Vaccine-Induced T-Cell and Antibody Responses at 12 Months after Full Vaccination Differ with Respect to Omicron Recognition.

Abstract

More than a year after the first vaccines against the novel SARS-CoV-2 were approved, many questions still remain about the long-term protection conferred by each vaccine. How long the effect lasts, how effective it is against variants of concern and whether further vaccinations will confer additional benefits remain part of current and future research. For this purpose, we examined 182 health care employees—some of them with previous SARS-CoV-2 infection—12 months after different primary immunizations. To assess antibody responses, we performed an electrochemiluminescence assay (ECLIA) to determine anti-spike IgGs, followed by a surrogate virus neutralization assay against Wuhan-Hu-1 and B.1.1.529/BA.1 (Omicron).

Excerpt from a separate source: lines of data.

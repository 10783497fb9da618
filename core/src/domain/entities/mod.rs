//! Domain entities representing core business objects.

pub mod session;
pub mod token;
pub mod user;

#[cfg(test)]
mod tests;

// Re-export commonly used types
pub use session::Session;
pub use token::{
    access_key, refresh_key, AccessTokenDetails, Claims, RefreshTokenDetails, SessionClaims,
    SessionTokenDetails, TokenDetails, TokenSet, ACCESS_KEY_PREFIX, REFRESH_KEY_PREFIX,
};
pub use user::{NewUser, User};
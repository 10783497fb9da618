//! Schema migrations
//!
//! Idempotent; safe to run on every startup.

use sqlx::SqlitePool;
use tracing::info;

use crate::InfrastructureError;

const CREATE_USERS: &str = r#"
    CREATE TABLE IF NOT EXISTS users (
        id INTEGER PRIMARY KEY AUTOINCREMENT,
        name TEXT NOT NULL,
        email TEXT NOT NULL UNIQUE,
        username TEXT NOT NULL UNIQUE,
        password TEXT NOT NULL,
        created_at TIMESTAMP NOT NULL
    )
"#;

const CREATE_SESSIONS: &str = r#"
    CREATE TABLE IF NOT EXISTS sessions (
        id TEXT PRIMARY KEY,
        user_id INTEGER NOT NULL REFERENCES users(id),
        login_at TIMESTAMP NOT NULL,
        expires_at INTEGER NOT NULL,
        logged_out_at TIMESTAMP NULL
    )
"#;

const CREATE_SESSIONS_EXPIRY_INDEX: &str =
    "CREATE INDEX IF NOT EXISTS idx_sessions_expires_at ON sessions (expires_at)";

/// Create the `users` and `sessions` tables if they do not exist
pub async fn run(pool: &SqlitePool) -> Result<(), InfrastructureError> {
    info!("Running database migrations");

    let mut tx = pool.begin().await?;
    for statement in [CREATE_USERS, CREATE_SESSIONS, CREATE_SESSIONS_EXPIRY_INDEX] {
        sqlx::query(statement).execute(&mut *tx).await?;
    }
    tx.commit().await?;

    info!("Database migrations completed");
    Ok(())
}
use actix_web::{web, HttpResponse};
use validator::Validate;

use crate::dto::LoginRequestDto;
use crate::handlers::{handle_status, handle_validation_errors};

use ta_core::repositories::{RevocationIndex, SessionRepository, UserRepository};
use ta_core::services::auth::PasswordHasher;

use super::AppState;

/// Handler for POST /api/v1/auth/login
///
/// Accepts either `email` or `username` alongside `password`.
///
/// # Response
///
/// ## Success (200 OK)
/// ```json
/// {
///     "success": true,
///     "message": "User logged in successfully",
///     "token_set": { "access": "eyJ...", "refresh": "eyJ...", "session": "eyJ..." }
/// }
/// ```
///
/// ## Errors
/// - 400 Bad Request: Neither or both identifiers, or a malformed email
/// - 401 Unauthorized: Wrong password
/// - 404 Not Found: No such account
/// - 500 Internal Server Error: Token issuance failure
pub async fn login<U, R, I, H>(
    state: web::Data<AppState<U, R, I, H>>,
    request: web::Json<LoginRequestDto>,
) -> HttpResponse
where
    U: UserRepository + 'static,
    R: SessionRepository + 'static,
    I: RevocationIndex + 'static,
    H: PasswordHasher,
{
    let request = request.into_inner();
    if let Err(errors) = request.validate() {
        return handle_validation_errors(&errors);
    }

    match state.auth_service.login(request.into()).await {
        Ok(response) => HttpResponse::Ok().json(response),
        Err(status) => handle_status(&status),
    }
}
//! Authentication service module
//!
//! This module provides the facade callers talk to:
//! - Account registration
//! - Login by email or username, issuing access, refresh and session tokens
//! - Access token rotation from a refresh token
//! - Logout and access token validation

mod config;
mod password;
mod service;
mod status;

#[cfg(test)]
mod tests;

pub use config::AuthServiceConfig;
pub use password::PasswordHasher;
pub use service::AuthService;
pub use status::{Code, Status};
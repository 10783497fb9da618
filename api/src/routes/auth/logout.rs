use actix_web::{web, HttpResponse};

use crate::dto::LogoutRequestDto;
use crate::handlers::handle_status;

use ta_core::repositories::{RevocationIndex, SessionRepository, UserRepository};
use ta_core::services::auth::PasswordHasher;

use super::AppState;

/// Handler for POST /api/v1/auth/logout
///
/// Ends the session behind the refresh token. Afterwards neither the refresh
/// token nor any access token of the session validates.
///
/// ## Errors
/// - 401 Unauthorized: Invalid or already logged-out refresh token
/// - 500 Internal Server Error: Cache failure
pub async fn logout<U, R, I, H>(
    state: web::Data<AppState<U, R, I, H>>,
    request: web::Json<LogoutRequestDto>,
) -> HttpResponse
where
    U: UserRepository + 'static,
    R: SessionRepository + 'static,
    I: RevocationIndex + 'static,
    H: PasswordHasher,
{
    match state.auth_service.logout(&request.refresh_token).await {
        Ok(response) => HttpResponse::Ok().json(response),
        Err(status) => handle_status(&status),
    }
}
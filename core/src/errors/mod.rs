//! Domain-specific error types and error handling.

mod types;

#[cfg(test)]
mod tests;

// Re-export all error types
pub use types::{AuthError, TokenError};

use thiserror::Error;

/// Core domain errors (general purpose)
#[derive(Error, Debug, Clone, PartialEq, Eq)]
pub enum DomainError {
    #[error("Validation error: {message}")]
    Validation { message: String },

    #[error("Resource not found: {resource}")]
    NotFound { resource: String },

    #[error("Resource already exists: {resource}")]
    AlreadyExists { resource: String },

    /// Store or cache unavailable, or a write that could not be completed
    #[error("Persistence error: {message}")]
    Persistence { message: String },

    #[error("Internal error: {message}")]
    Internal { message: String },

    // Bridge to specific error types
    #[error(transparent)]
    Auth(#[from] AuthError),

    #[error(transparent)]
    Token(#[from] TokenError),
}

impl DomainError {
    /// Shorthand for a persistence failure
    pub fn persistence(message: impl Into<String>) -> Self {
        DomainError::Persistence {
            message: message.into(),
        }
    }

    /// Whether the error means the caller presented a bad or revoked credential
    pub fn is_credential_failure(&self) -> bool {
        match self {
            DomainError::Token(err) => err.is_credential_failure(),
            _ => false,
        }
    }
}

pub type DomainResult<T> = Result<T, DomainError>;
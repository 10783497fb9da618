//! Refresh token issuance, validation and revocation

use chrono::{DateTime, Utc};
use std::sync::Arc;
use tracing::{debug, error, info, warn};

use crate::domain::entities::session::Session;
use crate::domain::entities::token::{
    access_key, refresh_key, Claims, RefreshTokenDetails, TokenDetails,
};
use crate::errors::{DomainError, DomainResult, TokenError};
use crate::repositories::{CacheOp, RevocationIndex, SessionRepository};

use super::config::TokenServiceConfig;
use super::id::IdGenerator;
use super::signer::{Rs256Signer, TokenSigner};

/// Owns the refresh token lifecycle.
///
/// A login is established by a durable session row keyed by the refresh
/// `jti` plus two revocation index entries written in one batch:
/// `refresh:{jti}` → paired access jti, and `access:{paired}` → user id.
pub struct RefreshTokenIssuer<R, I, S = Rs256Signer>
where
    R: SessionRepository,
    I: RevocationIndex,
    S: TokenSigner,
{
    signer: Arc<S>,
    sessions: Arc<R>,
    index: Arc<I>,
    ids: Arc<dyn IdGenerator>,
    config: TokenServiceConfig,
}

impl<R, I, S> RefreshTokenIssuer<R, I, S>
where
    R: SessionRepository,
    I: RevocationIndex,
    S: TokenSigner,
{
    pub fn new(
        signer: Arc<S>,
        sessions: Arc<R>,
        index: Arc<I>,
        ids: Arc<dyn IdGenerator>,
        config: TokenServiceConfig,
    ) -> Self {
        Self {
            signer,
            sessions,
            index,
            ids,
            config,
        }
    }

    /// Issue a refresh token for `user_id` and establish its session
    ///
    /// The session row is written before the cache. On a primary-key
    /// collision the existing row is left alone; fresh identifiers are drawn
    /// and creation is retried once.
    ///
    /// # Returns
    ///
    /// * `Ok(RefreshTokenDetails)` - Token plus the reserved access jti
    /// * `Err(TokenError::Signing)` - Key material fault
    /// * `Err(DomainError::Persistence)` - Store or cache write failed
    pub async fn create(&self, user_id: i64) -> DomainResult<RefreshTokenDetails> {
        let now = Utc::now();

        let mut issued = self.mint(user_id, now)?;
        match self.sessions.create(&self.session_row(&issued, now)).await {
            Ok(()) => {}
            Err(DomainError::AlreadyExists { .. }) => {
                warn!(
                    user_id,
                    "Session id collision on {}, retrying with fresh identifiers",
                    issued.details.jti
                );
                issued = self.mint(user_id, now)?;
                self.sessions
                    .create(&self.session_row(&issued, now))
                    .await
                    .map_err(|e| {
                        error!(user_id, "Session creation failed after retry: {}", e);
                        DomainError::persistence("failed to create session")
                    })?;
            }
            Err(e) => {
                error!(user_id, "Session creation failed: {}", e);
                return Err(DomainError::persistence("failed to create session"));
            }
        }

        let ops = [
            CacheOp::set(
                refresh_key(&issued.details.jti),
                issued.access_jti.clone(),
                self.config.refresh_ttl(),
            ),
            CacheOp::set(
                access_key(&issued.access_jti),
                user_id.to_string(),
                self.config.access_ttl(),
            ),
        ];
        if let Err(e) = self.index.exec_batch(&ops).await {
            error!(user_id, "Revocation index write failed: {}", e);
            // The row is unreachable without cache entries; drop it if we can
            if let Err(cleanup) = self.sessions.delete_by_id(&issued.details.jti).await {
                warn!("Could not remove orphaned session {}: {}", issued.details.jti, cleanup);
            }
            return Err(DomainError::persistence("failed to record session"));
        }

        debug!(user_id, jti = %issued.details.jti, "Refresh token issued");
        Ok(issued)
    }

    /// Verify a refresh token and require a live `refresh:{jti}` entry
    ///
    /// # Returns
    ///
    /// * `Ok(RefreshTokenDetails)` - `access_jti` is read from the index
    /// * `Err(TokenError::Revoked)` - Entry absent for any reason
    /// * `Err(TokenError::*)` - Signature, algorithm, claim or expiry failure
    pub async fn validate(&self, token: &str) -> DomainResult<RefreshTokenDetails> {
        let claims: Claims = self.signer.verify(token)?;

        let paired = self
            .index
            .get(&refresh_key(&claims.jti))
            .await?
            .filter(|value| !value.is_empty())
            .ok_or(TokenError::Revoked)?;

        Ok(RefreshTokenDetails {
            details: TokenDetails::from_claims(token.to_string(), &claims),
            access_jti: paired,
        })
    }

    /// Remove both revocation entries, then stamp the session row
    ///
    /// The stamp is best-effort; the index is what makes the tokens invalid.
    pub async fn revoke(&self, refresh: &RefreshTokenDetails) -> DomainResult<()> {
        let ops = [
            CacheOp::delete(refresh_key(&refresh.details.jti)),
            CacheOp::delete(access_key(&refresh.access_jti)),
        ];
        self.index.exec_batch(&ops).await.map_err(|e| {
            error!("Revocation index delete failed: {}", e);
            DomainError::persistence("failed to revoke session")
        })?;

        match self
            .sessions
            .mark_logged_out(&refresh.details.jti, Utc::now())
            .await
        {
            Ok(true) => {}
            Ok(false) => debug!("No session row for {}", refresh.details.jti),
            Err(e) => warn!("Could not stamp logout on {}: {}", refresh.details.jti, e),
        }

        info!(user_id = refresh.details.user_id, "Session revoked");
        Ok(())
    }

    fn mint(&self, user_id: i64, now: DateTime<Utc>) -> Result<RefreshTokenDetails, TokenError> {
        let claims = Claims::new(user_id, self.ids.generate(), now, self.config.refresh_lifetime);
        let token = self.signer.sign(&claims)?;
        Ok(RefreshTokenDetails {
            details: TokenDetails::from_claims(token, &claims),
            access_jti: self.ids.generate(),
        })
    }

    fn session_row(&self, issued: &RefreshTokenDetails, now: DateTime<Utc>) -> Session {
        Session::new(
            issued.details.jti.clone(),
            issued.details.user_id,
            now,
            issued.details.expires_at,
        )
    }
}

T cell response against wild-type and the Omicron variants of concern were assessed via interferon-gamma ELISpot assays and T-cell surface and intracellular cytokine staining. In summary, our results show that after the third vaccination with an mRNA vaccine, differences in antibody quantity and functionality observed after different primary immunizations were equalized. As for the T cell response, we were able to demonstrate a memory function for CD4+ and CD8+ T cells alike. Importantly, both T and antibody responses against wild-type and omicron differed significantly; however, antibody and T cell responses did not correlate with each other and, thus, may contribute differentially to immunity.